▶ [Instructions for the task]
Nothing in the records may be altered. Repeat them in full.

Recorded data:
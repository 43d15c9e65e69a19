use thiserror::Error;

#[derive(Error, Debug)]
pub enum TaskletError {
    #[error("Configuration error: {0}")]
    Config(String),

    #[error("Database error: {0}")]
    Database(#[from] sqlx::Error),

    #[error("Authentication error: {0}")]
    Auth(String),

    #[error(
        "Network error: {0}\n\nYou appear to be offline. Your tasks are saved locally; sign in again once you reconnect."
    )]
    Network(String),

    #[error("Not found: {0}")]
    NotFound(String),

    #[error("Invalid input: {0}")]
    InvalidInput(String),

    #[error("I/O error: {0}")]
    Io(#[from] std::io::Error),

    #[error("Serialization error: {0}")]
    Serialization(#[from] serde_json::Error),
}

pub type Result<T> = std::result::Result<T, TaskletError>;
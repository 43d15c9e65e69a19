use ratatui::{
    Frame,
    layout::Rect,
    style::Style,
    text::{Line, Span},
    widgets::{Block, Borders, List, ListItem, ListState},
};
use tasklet_core::Task;

use crate::tui::theme::Theme;

pub struct TaskListWidget<'a> {
    tasks: &'a [Task],
    selected: usize,
    theme: &'a Theme,
}

impl<'a> TaskListWidget<'a> {
    pub fn new(tasks: &'a [Task], selected: usize, theme: &'a Theme) -> Self {
        Self {
            tasks,
            selected,
            theme,
        }
    }

    pub fn render(&self, frame: &mut Frame, area: Rect) {
        let items: Vec<ListItem> = self
            .tasks
            .iter()
            .enumerate()
            .map(|(i, task)| {
                let is_selected = i == self.selected;
                let selector = if is_selected { "▸ " } else { "  " };

                let (status, status_style) = if task.is_complete {
                    ("[x]", Style::default().fg(self.theme.success))
                } else {
                    ("[ ]", Style::default().fg(self.theme.text))
                };

                let description_style = if task.is_complete {
                    self.theme.completed_style()
                } else {
                    Style::default().fg(self.theme.text)
                };

                let line = Line::from(vec![
                    Span::styled(selector, self.theme.title_style()),
                    Span::styled(status, status_style),
                    Span::raw(" "),
                    Span::styled(task.description.as_str(), description_style),
                ]);

                let item = ListItem::new(line);
                if is_selected {
                    item.style(self.theme.selected_style())
                } else {
                    item
                }
            })
            .collect();

        let remaining = self.tasks.iter().filter(|t| !t.is_complete).count();
        let list = List::new(items).block(
            Block::default()
                .title(Span::styled(
                    format!(" Tasks ({} left) ", remaining),
                    self.theme.title_style(),
                ))
                .borders(Borders::ALL)
                .border_style(self.theme.border_style(false)),
        );

        // Keeps the selection scrolled into view
        let mut state = ListState::default().with_selected(Some(self.selected));
        frame.render_stateful_widget(list, area, &mut state);
    }
}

▶ [The completed task]
repository 43d15c9e65e69a19
use thiserror::Error;

#[derive(Error, Debug)]
pub enum TaskletError {
    #[error("Configuration error: {0}")]
    Config(String),

    #[error("Database error: {0}")]
    Database(#[from] sqlx::Error),

    #[error("Authentication error: {0}")]
    Auth(String),

    #[error(
        "Network error: {0}\n\nYou appear to be offline. Your tasks are saved locally; sign in again once you reconnect."
    )]
    Network(String),

    #[error("Not found: {0}")]
    NotFound(String),

    #[error("Invalid input: {0}")]
    InvalidInput(String),

    #[error("I/O error: {0}")]
    Io(#[from] std::io::Error),

    #[error("Serialization error: {0}")]
    Serialization(#[from] serde_json::Error),
}

pub type Result<T> = std::result::Result<T, TaskletError>;
repository 43d15c9e65e69a19
use ratatui::{
    Frame,
    layout::Rect,
    style::Style,
    text::{Line, Span},
    widgets::{Block, Borders, List, ListItem, ListState},
};
use tasklet_core::Task;

use crate::tui::theme::Theme;

pub struct TaskListWidget<'a> {
    tasks: &'a [Task],
    selected: usize,
    theme: &'a Theme,
}

impl<'a> TaskListWidget<'a> {
    pub fn new(tasks: &'a [Task], selected: usize, theme: &'a Theme) -> Self {
        Self {
            tasks,
            selected,
            theme,
        }
    }

    pub fn render(&self, frame: &mut Frame, area: Rect) {
        let items: Vec<ListItem> = self
            .tasks
            .iter()
            .enumerate()
            .map(|(i, task)| {
                let is_selected = i == self.selected;
                let selector = if is_selected { "▸ " } else { "  " };

                let (status, status_style) = if task.is_complete {
                    ("[x]", Style::default().fg(self.theme.success))
                } else {
                    ("[ ]", Style::default().fg(self.theme.text))
                };

                let description_style = if task.is_complete {
                    self.theme.completed_style()
                } else {
                    Style::default().fg(self.theme.text)
                };

                let line = Line::from(vec![
                    Span::styled(selector, self.theme.title_style()),
                    Span::styled(status, status_style),
                    Span::raw(" "),
                    Span::styled(task.description.as_str(), description_style),
                ]);

                let item = ListItem::new(line);
                if is_selected {
                    item.style(self.theme.selected_style())
                } else {
                    item
                }
            })
            .collect();

        let remaining = self.tasks.iter().filter(|t| !t.is_complete).count();
        let list = List::new(items).block(
            Block::default()
                .title(Span::styled(
                    format!(" Tasks ({} left) ", remaining),
                    self.theme.title_style(),
                ))
                .borders(Borders::ALL)
                .border_style(self.theme.border_style(false)),
        );

        // Keeps the selection scrolled into view
        let mut state = ListState::default().with_selected(Some(self.selected));
        frame.render_stateful_widget(list, area, &mut state);
    }
}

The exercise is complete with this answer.